● **Work item**
The records follow. Print, word for word, the first line through the "level; callers that" line.

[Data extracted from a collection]

========

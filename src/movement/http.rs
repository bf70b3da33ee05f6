//! HTTP implementation of [`MovementClient`].
//!
//! Talks to the account service's `POST /api/movements` endpoint. Rejections
//! come back as a JSON body with a machine-readable `code`; transport
//! failures map to the transient side of [`MovementError`].

use super::{MovementClient, MovementError, MovementRequest};
use async_trait::async_trait;
use rust_decimal::Decimal;
use serde::{Deserialize, Serialize};
use std::time::Duration;
use tracing::debug;

pub struct HttpMovementClient {
    client: reqwest::Client,
    movements_url: String,
}

/// Wire body for `POST /api/movements`.
#[derive(Serialize)]
#[serde(rename_all = "camelCase")]
struct MovementBody<'a> {
    request_key: &'a str,
    account_id: i64,
    amount: Decimal,
    /// "C" credit, "D" debit.
    movement_type: &'static str,
    description: &'a str,
}

/// Error body the account service returns on rejections.
#[derive(Deserialize)]
struct RemoteErrorBody {
    code: Option<String>,
    message: Option<String>,
}

impl HttpMovementClient {
    /// `base_url` is the account service root, e.g. `http://accounts:8080`.
    /// `timeout` bounds each request on the transport level; callers that
    /// need a tighter saga deadline wrap [`MovementClient::apply`] themselves.
    pub fn new(base_url: &str, timeout: Duration) -> Result<Self, MovementError> {
        let client = reqwest::Client::builder()
            .timeout(timeout)
            .build()
            .map_err(|e| MovementError::Remote(format!("Failed to create HTTP client: {}", e)))?;

        Ok(Self {
            client,
            movements_url: format!("{}/api/movements", base_url.trim_end_matches('/')),
        })
    }
}

#[async_trait]
impl MovementClient for HttpMovementClient {
    async fn apply(&self, request: &MovementRequest) -> Result<(), MovementError> {
        let body = MovementBody {
            request_key: &request.request_key,
            account_id: request.account_id,
            amount: request.amount,
            movement_type: request.direction.wire_letter(),
            description: &request.description,
        };

        let response = self
            .client
            .post(&self.movements_url)
            .json(&body)
            .send()
            .await
            .map_err(|e| {
                if e.is_timeout() {
                    MovementError::Timeout
                } else {
                    MovementError::Remote(format!("HTTP request failed: {}", e))
                }
            })?;

        let status = response.status();
        if status.is_success() {
            debug!(
                account_id = request.account_id,
                direction = %request.direction,
                request_key = %request.request_key,
                "Movement applied"
            );
            return Ok(());
        }

        let text = response.text().await.unwrap_or_default();
        if let Ok(remote) = serde_json::from_str::<RemoteErrorBody>(&text)
            && let Some(code) = remote.code
        {
            let message = remote.message.unwrap_or_else(|| "movement rejected".to_string());
            return Err(MovementError::from_remote(&code, &message));
        }

        // No machine-readable code: a 5xx is a fault on their side (outcome
        // unknown), anything else is a rejection we cannot classify further.
        if status.is_server_error() {
            Err(MovementError::Remote(format!("HTTP {}: {}", status, text)))
        } else {
            Err(MovementError::Rejected {
                code: format!("HTTP_{}", status.as_u16()),
                message: text,
            })
        }
    }
}
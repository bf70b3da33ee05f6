//! Idempotency Ledger
//!
//! Durable request-key bookkeeping. An operation claims its key before doing
//! any work and records its outcome when done; retries of the same key see
//! the first outcome instead of running the operation again.

pub mod memory;
pub mod pg;

pub use memory::MemoryIdempotencyStore;
pub use pg::PgIdempotencyStore;

use async_trait::async_trait;
use chrono::{DateTime, Utc};
use serde::{Deserialize, Serialize};
use std::time::Duration;
use thiserror::Error;

/// One ledger entry: a request key plus snapshots of the request that claimed
/// it and the outcome of the operation it guarded.
#[derive(Debug, Clone, Serialize, Deserialize)]
pub struct IdempotencyRecord {
    pub key: String,
    /// JSON snapshot of the claiming request, kept for reconciliation.
    pub request_snapshot: Option<serde_json::Value>,
    /// JSON snapshot of the first outcome. `None` while the guarded
    /// operation is still in flight.
    pub result_snapshot: Option<serde_json::Value>,
    pub created_at: DateTime<Utc>,
    pub completed_at: Option<DateTime<Utc>>,
}

impl IdempotencyRecord {
    /// Claimed but not yet completed.
    pub fn is_pending(&self) -> bool {
        self.result_snapshot.is_none()
    }
}

/// Outcome of [`IdempotencyStore::begin`].
#[derive(Debug, Clone)]
pub enum BeginOutcome {
    /// The key was free and is now claimed by this caller, which must run
    /// the operation and `complete` the record.
    Begun,
    /// The key was already claimed. The existing record is returned as-is
    /// and may still be pending.
    Replayed(IdempotencyRecord),
}

impl BeginOutcome {
    pub fn is_begun(&self) -> bool {
        matches!(self, BeginOutcome::Begun)
    }
}

/// Idempotency ledger error types
#[derive(Error, Debug)]
pub enum IdempotencyError {
    #[error("Request key cannot be empty")]
    EmptyKey,

    #[error("Storage error: {0}")]
    Storage(String),
}

impl From<sqlx::Error> for IdempotencyError {
    fn from(e: sqlx::Error) -> Self {
        IdempotencyError::Storage(e.to_string())
    }
}

/// Request-key ledger shared by every operation that must not run twice.
///
/// `begin` is the only claim path and must be atomic: under concurrent calls
/// with the same key exactly one caller sees [`BeginOutcome::Begun`].
#[async_trait]
pub trait IdempotencyStore: Send + Sync {
    /// Claim `key`, or return the record of whoever claimed it first.
    ///
    /// Rejects empty and whitespace-only keys. The request snapshot is stored
    /// with the claim and never updated afterwards.
    async fn begin(
        &self,
        key: &str,
        request_snapshot: Option<serde_json::Value>,
    ) -> Result<BeginOutcome, IdempotencyError>;

    /// Store the outcome for a pending key.
    ///
    /// Returns true if this call recorded the result, false when the key is
    /// unknown or already completed (the first result is kept).
    async fn complete(
        &self,
        key: &str,
        result: serde_json::Value,
    ) -> Result<bool, IdempotencyError>;

    /// Fetch the record for a key.
    async fn fetch(&self, key: &str) -> Result<Option<IdempotencyRecord>, IdempotencyError>;

    /// Whether any record (pending or terminal) exists for a key.
    async fn exists(&self, key: &str) -> Result<bool, IdempotencyError>;

    /// Pending records older than `threshold`. A record stuck here means the
    /// claiming writer died between begin and complete.
    async fn find_stale_pending(
        &self,
        threshold: Duration,
    ) -> Result<Vec<IdempotencyRecord>, IdempotencyError>;
}

#[cfg(test)]
mod tests {
    use super::*;

    #[test]
    fn test_record_pending_until_snapshot_set() {
        let mut record = IdempotencyRecord {
            key: "transfer:abc".to_string(),
            request_snapshot: None,
            result_snapshot: None,
            created_at: Utc::now(),
            completed_at: None,
        };
        assert!(record.is_pending());

        record.result_snapshot = Some(serde_json::json!({"status": "CONCLUDED"}));
        assert!(!record.is_pending());
    }
}
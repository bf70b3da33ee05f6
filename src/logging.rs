use crate::config::AppConfig;
use tracing_appender::non_blocking::WorkerGuard;
use tracing_subscriber::{EnvFilter, fmt, prelude::*};

pub fn init_logging(config: &AppConfig) -> WorkerGuard {
    let logging = &config.logging;
    let file_appender = match logging.rotation.as_str() {
        "hourly" => tracing_appender::rolling::hourly(&logging.log_dir, &logging.log_file),
        "daily" => tracing_appender::rolling::daily(&logging.log_dir, &logging.log_file),
        _ => tracing_appender::rolling::never(&logging.log_dir, &logging.log_file),
    };

    let (non_blocking, guard) = tracing_appender::non_blocking(file_appender);

    let filter = EnvFilter::try_from_default_env()
        .unwrap_or_else(|_| EnvFilter::new(logging.log_level.clone()));

    let registry = tracing_subscriber::registry().with(filter);

    if logging.use_json {
        let file_layer = fmt::layer()
            .json()
            .with_target(true) // Keep target in JSON for structured queries
            .with_writer(non_blocking)
            .with_ansi(false);
        registry.with(file_layer).init();
    } else {
        let file_layer = fmt::layer()
            .with_target(false) // Hide redundant target in text output
            .with_writer(non_blocking)
            .with_ansi(false);
        let stdout_layer = fmt::layer().with_target(false).with_ansi(true);
        registry.with(file_layer).with(stdout_layer).init();
    }

    guard
}
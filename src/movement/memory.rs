//! In-process account ledger implementing [`MovementClient`].
//!
//! Used by tests and the demo binary in place of the real account service.
//! Keeps balances, honors the request-key idempotency contract, and exposes
//! knobs to inject failures and latency for saga and fee-consumer tests.

use super::{Direction, MovementClient, MovementError, MovementRequest};
use async_trait::async_trait;
use dashmap::DashMap;
use rust_decimal::Decimal;
use std::collections::VecDeque;
use std::sync::Mutex;
use std::sync::atomic::{AtomicUsize, Ordering};
use std::time::Duration;

#[derive(Debug, Clone)]
struct Account {
    balance: Decimal,
    active: bool,
}

#[derive(Default)]
pub struct MemoryLedger {
    accounts: DashMap<i64, Account>,
    /// Request keys already applied; replays return success without moving
    /// money again. Only successful movements are recorded.
    applied: DashMap<String, ()>,
    /// Errors injected into upcoming calls, front first.
    scripted_failures: Mutex<VecDeque<MovementError>>,
    /// Accounts whose credits always fail. Debits are unaffected.
    credit_failures: DashMap<i64, MovementError>,
    /// Artificial latency per call, for deadline tests.
    delay: Mutex<Option<Duration>>,
    debit_count: AtomicUsize,
    credit_count: AtomicUsize,
}

impl MemoryLedger {
    pub fn new() -> Self {
        Self::default()
    }

    pub fn open_account(&self, account_id: i64, opening_balance: Decimal) {
        self.accounts.insert(
            account_id,
            Account {
                balance: opening_balance,
                active: true,
            },
        );
    }

    pub fn deactivate(&self, account_id: i64) {
        if let Some(mut account) = self.accounts.get_mut(&account_id) {
            account.active = false;
        }
    }

    pub fn balance(&self, account_id: i64) -> Option<Decimal> {
        self.accounts.get(&account_id).map(|a| a.balance)
    }

    /// Fail the next `failures` calls with clones of `error`, regardless of
    /// account or direction.
    pub fn fail_next(&self, failures: usize, error: MovementError) {
        let mut scripted = self.scripted_failures.lock().unwrap();
        for _ in 0..failures {
            scripted.push_back(error.clone());
        }
    }

    pub fn fail_credits_to(&self, account_id: i64, error: MovementError) {
        self.credit_failures.insert(account_id, error);
    }

    pub fn clear_credit_failure(&self, account_id: i64) {
        self.credit_failures.remove(&account_id);
    }

    pub fn set_delay(&self, delay: Option<Duration>) {
        *self.delay.lock().unwrap() = delay;
    }

    /// Debit attempts seen, including failed ones.
    pub fn debit_count(&self) -> usize {
        self.debit_count.load(Ordering::SeqCst)
    }

    /// Credit attempts seen, including failed ones.
    pub fn credit_count(&self) -> usize {
        self.credit_count.load(Ordering::SeqCst)
    }
}

#[async_trait]
impl MovementClient for MemoryLedger {
    async fn apply(&self, request: &MovementRequest) -> Result<(), MovementError> {
        match request.direction {
            Direction::Debit => self.debit_count.fetch_add(1, Ordering::SeqCst),
            Direction::Credit => self.credit_count.fetch_add(1, Ordering::SeqCst),
        };

        let delay = *self.delay.lock().unwrap();
        if let Some(delay) = delay {
            tokio::time::sleep(delay).await;
        }

        if let Some(error) = self.scripted_failures.lock().unwrap().pop_front() {
            return Err(error);
        }

        // Replay of an already-applied key: success, nothing moves twice.
        if self.applied.contains_key(&request.request_key) {
            return Ok(());
        }

        if request.amount <= Decimal::ZERO {
            return Err(MovementError::InvalidValue);
        }

        if request.direction == Direction::Credit
            && let Some(error) = self.credit_failures.get(&request.account_id)
        {
            return Err(error.value().clone());
        }

        let mut account = self
            .accounts
            .get_mut(&request.account_id)
            .ok_or(MovementError::AccountNotFound)?;
        if !account.active {
            return Err(MovementError::InactiveAccount);
        }

        match request.direction {
            Direction::Debit => {
                if account.balance < request.amount {
                    return Err(MovementError::InsufficientBalance);
                }
                account.balance -= request.amount;
            }
            Direction::Credit => {
                account.balance += request.amount;
            }
        }
        drop(account);

        self.applied.insert(request.request_key.clone(), ());
        Ok(())
    }
}
//! Fee assessment policy.

use crate::config::FeeConfig;
use rust_decimal::Decimal;

/// Fee charged for one concluded transfer.
///
/// The default policy is the flat minimum fee. With a basis-point rate
/// configured the fee is proportional to the transfer amount, with the
/// minimum as the floor.
///
/// # Example
/// ```
/// use ledgerlink::fee::FeePolicy;
/// use rust_decimal::Decimal;
///
/// // 25 bps on 10,000.00 is 25.00; on 100.00 the 2.00 minimum floors it.
/// let policy = FeePolicy::new(Decimal::new(200, 2), Some(25));
/// assert_eq!(policy.assess(Decimal::new(1_000_000, 2)), Decimal::new(2500, 2));
/// assert_eq!(policy.assess(Decimal::new(10_000, 2)), Decimal::new(200, 2));
/// ```
#[derive(Debug, Clone)]
pub struct FeePolicy {
    minimum_fee: Decimal,
    rate_bps: Option<u32>,
}

impl FeePolicy {
    pub fn new(minimum_fee: Decimal, rate_bps: Option<u32>) -> Self {
        Self {
            minimum_fee,
            rate_bps,
        }
    }

    pub fn from_config(config: &FeeConfig) -> Self {
        Self::new(config.minimum_fee, config.rate_bps)
    }

    pub fn assess(&self, transfer_amount: Decimal) -> Decimal {
        match self.rate_bps {
            None => self.minimum_fee,
            Some(bps) => {
                let proportional = (transfer_amount * Decimal::from(bps)
                    / Decimal::from(10_000u32))
                .round_dp(2);
                proportional.max(self.minimum_fee)
            }
        }
    }
}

========

● **Your response**
filename src/movement/http.rs
repository bf70b3da33ee05f6
//! HTTP implementation of [`MovementClient`].
//!
//! Talks to the account service's `POST /api/movements` endpoint. Rejections
//! come back as a JSON body with a machine-readable `code`; transport
//! failures map to the transient side of [`MovementError`].

use super::{MovementClient, MovementError, MovementRequest};
use async_trait::async_trait;
use rust_decimal::Decimal;
use serde::{Deserialize, Serialize};
use std::time::Duration;
use tracing::debug;

pub struct HttpMovementClient {
    client: reqwest::Client,
    movements_url: String,
}

/// Wire body for `POST /api/movements`.
#[derive(Serialize)]
#[serde(rename_all = "camelCase")]
struct MovementBody<'a> {
    request_key: &'a str,
    account_id: i64,
    amount: Decimal,
    /// "C" credit, "D" debit.
    movement_type: &'static str,
    description: &'a str,
}

/// Error body the account service returns on rejections.
#[derive(Deserialize)]
struct RemoteErrorBody {
    code: Option<String>,
    message: Option<String>,
}

impl HttpMovementClient {
    /// `base_url` is the account service root, e.g. `http://accounts:8080`.
    /// `timeout` bounds each request on the transport level; callers that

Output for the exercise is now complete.